══ Available records

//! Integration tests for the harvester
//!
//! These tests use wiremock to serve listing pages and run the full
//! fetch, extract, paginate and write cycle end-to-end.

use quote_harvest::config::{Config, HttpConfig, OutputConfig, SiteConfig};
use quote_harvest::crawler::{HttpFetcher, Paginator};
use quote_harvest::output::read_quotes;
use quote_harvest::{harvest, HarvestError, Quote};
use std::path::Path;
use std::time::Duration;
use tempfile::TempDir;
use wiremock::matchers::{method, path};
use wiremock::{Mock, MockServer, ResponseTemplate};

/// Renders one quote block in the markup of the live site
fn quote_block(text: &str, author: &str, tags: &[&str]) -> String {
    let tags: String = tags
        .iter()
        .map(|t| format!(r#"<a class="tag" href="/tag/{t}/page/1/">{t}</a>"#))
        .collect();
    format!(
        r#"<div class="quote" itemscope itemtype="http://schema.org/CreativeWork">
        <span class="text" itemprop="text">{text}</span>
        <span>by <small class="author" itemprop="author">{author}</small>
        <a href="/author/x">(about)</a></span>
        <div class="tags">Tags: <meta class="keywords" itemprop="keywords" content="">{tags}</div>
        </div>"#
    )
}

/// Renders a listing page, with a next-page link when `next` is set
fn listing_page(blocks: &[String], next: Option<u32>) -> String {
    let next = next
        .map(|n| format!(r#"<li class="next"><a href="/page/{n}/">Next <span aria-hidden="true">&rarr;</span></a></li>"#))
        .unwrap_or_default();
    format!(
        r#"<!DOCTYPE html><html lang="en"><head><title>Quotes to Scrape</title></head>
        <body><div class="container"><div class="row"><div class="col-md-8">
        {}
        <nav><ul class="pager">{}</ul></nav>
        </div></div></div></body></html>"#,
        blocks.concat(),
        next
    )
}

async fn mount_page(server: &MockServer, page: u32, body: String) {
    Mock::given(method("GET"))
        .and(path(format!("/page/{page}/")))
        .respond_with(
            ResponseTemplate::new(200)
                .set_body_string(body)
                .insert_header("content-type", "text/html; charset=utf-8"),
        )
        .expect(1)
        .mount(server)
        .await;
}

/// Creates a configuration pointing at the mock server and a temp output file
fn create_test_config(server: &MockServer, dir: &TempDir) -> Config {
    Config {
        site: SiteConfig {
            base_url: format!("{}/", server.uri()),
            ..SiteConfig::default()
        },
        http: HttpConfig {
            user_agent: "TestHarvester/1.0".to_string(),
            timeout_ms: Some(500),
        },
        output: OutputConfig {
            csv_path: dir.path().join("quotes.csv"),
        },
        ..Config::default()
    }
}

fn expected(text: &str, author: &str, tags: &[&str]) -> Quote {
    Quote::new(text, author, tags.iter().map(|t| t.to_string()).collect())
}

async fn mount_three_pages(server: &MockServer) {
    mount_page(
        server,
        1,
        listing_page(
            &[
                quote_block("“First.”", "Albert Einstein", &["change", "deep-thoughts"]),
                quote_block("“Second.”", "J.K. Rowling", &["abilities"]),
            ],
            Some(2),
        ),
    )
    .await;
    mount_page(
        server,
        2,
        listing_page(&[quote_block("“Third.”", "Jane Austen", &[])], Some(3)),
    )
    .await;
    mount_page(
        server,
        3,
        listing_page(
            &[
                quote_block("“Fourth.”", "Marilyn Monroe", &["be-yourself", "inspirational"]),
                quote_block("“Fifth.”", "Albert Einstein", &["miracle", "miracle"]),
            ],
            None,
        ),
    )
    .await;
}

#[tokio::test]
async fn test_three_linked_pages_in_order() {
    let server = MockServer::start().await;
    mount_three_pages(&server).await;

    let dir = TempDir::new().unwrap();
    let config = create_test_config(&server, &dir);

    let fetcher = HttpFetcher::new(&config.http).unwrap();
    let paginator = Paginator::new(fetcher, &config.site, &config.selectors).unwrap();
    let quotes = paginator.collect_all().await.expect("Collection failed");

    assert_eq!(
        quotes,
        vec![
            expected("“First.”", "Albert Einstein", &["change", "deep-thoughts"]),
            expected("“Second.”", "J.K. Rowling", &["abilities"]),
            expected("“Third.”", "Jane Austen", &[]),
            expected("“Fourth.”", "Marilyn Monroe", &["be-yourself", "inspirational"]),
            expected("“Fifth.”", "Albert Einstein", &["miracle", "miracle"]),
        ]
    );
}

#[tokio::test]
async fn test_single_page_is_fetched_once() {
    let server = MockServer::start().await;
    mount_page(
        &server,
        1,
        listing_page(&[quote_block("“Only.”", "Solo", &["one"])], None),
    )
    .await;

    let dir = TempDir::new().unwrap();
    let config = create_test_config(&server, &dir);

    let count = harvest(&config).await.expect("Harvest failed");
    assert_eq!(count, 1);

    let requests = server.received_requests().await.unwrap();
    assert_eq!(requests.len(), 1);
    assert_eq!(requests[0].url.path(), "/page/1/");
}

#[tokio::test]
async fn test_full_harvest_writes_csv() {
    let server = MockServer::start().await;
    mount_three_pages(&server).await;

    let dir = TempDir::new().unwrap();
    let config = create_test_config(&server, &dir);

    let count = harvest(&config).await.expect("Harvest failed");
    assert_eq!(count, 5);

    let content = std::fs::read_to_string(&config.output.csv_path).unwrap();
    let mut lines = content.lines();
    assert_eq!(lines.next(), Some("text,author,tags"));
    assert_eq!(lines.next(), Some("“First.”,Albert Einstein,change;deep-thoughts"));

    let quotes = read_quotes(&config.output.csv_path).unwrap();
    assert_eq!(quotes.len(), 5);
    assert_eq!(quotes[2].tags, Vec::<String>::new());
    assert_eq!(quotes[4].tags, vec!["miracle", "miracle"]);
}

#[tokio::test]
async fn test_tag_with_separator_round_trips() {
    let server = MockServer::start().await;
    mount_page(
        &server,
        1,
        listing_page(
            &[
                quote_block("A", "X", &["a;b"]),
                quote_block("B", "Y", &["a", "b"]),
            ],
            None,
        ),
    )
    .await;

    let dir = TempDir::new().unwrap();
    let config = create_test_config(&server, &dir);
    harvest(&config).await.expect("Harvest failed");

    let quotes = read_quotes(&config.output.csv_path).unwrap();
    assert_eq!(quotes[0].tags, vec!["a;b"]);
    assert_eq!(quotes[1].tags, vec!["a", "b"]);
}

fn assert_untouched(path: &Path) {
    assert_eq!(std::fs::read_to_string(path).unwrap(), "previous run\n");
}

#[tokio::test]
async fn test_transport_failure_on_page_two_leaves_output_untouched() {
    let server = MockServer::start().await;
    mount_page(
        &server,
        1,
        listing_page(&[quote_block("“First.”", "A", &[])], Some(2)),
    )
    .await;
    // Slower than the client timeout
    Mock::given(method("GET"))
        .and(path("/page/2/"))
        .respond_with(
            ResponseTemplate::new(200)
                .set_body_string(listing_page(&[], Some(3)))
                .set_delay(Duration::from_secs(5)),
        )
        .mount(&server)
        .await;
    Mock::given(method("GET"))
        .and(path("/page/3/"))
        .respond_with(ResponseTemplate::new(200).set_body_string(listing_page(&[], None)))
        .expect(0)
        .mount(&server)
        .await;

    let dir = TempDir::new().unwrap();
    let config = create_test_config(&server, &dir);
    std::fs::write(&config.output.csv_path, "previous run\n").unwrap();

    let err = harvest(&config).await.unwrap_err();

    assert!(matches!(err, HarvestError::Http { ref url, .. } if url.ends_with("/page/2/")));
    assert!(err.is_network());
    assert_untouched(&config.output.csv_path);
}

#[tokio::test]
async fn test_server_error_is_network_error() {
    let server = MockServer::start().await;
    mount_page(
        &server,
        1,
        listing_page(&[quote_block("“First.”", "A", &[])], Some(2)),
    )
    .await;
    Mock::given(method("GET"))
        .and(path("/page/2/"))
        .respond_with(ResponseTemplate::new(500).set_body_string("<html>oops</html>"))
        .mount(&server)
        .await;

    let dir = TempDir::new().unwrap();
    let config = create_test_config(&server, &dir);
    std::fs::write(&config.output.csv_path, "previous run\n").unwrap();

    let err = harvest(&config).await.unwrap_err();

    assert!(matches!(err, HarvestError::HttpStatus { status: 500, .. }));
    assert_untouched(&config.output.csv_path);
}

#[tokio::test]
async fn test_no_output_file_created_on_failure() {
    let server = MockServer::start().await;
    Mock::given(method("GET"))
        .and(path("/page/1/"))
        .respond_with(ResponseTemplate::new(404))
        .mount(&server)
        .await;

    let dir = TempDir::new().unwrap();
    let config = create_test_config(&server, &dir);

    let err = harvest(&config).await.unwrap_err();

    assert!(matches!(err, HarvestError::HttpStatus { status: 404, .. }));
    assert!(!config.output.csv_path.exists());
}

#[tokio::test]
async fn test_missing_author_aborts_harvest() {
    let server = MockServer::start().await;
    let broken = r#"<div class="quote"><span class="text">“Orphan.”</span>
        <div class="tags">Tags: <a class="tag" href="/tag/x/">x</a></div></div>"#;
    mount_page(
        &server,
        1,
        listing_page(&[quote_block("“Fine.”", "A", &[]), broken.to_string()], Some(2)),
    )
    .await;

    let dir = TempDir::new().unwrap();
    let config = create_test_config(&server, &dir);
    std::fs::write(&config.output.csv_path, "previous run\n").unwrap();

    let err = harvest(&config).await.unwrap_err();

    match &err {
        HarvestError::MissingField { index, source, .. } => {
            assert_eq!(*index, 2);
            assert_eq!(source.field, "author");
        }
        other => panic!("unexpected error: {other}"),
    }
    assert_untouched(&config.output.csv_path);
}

════

Identify the lines above with the word "miracle". Copy them.

### Reply to the task
                quote_block("“Fifth.”", "Albert Einstein", &["miracle", "miracle"]),
            expected("“Fifth.”", "Albert Einstein", &["miracle", "miracle"]),
    assert_eq!(quotes[4].tags, vec!["miracle", "miracle"]);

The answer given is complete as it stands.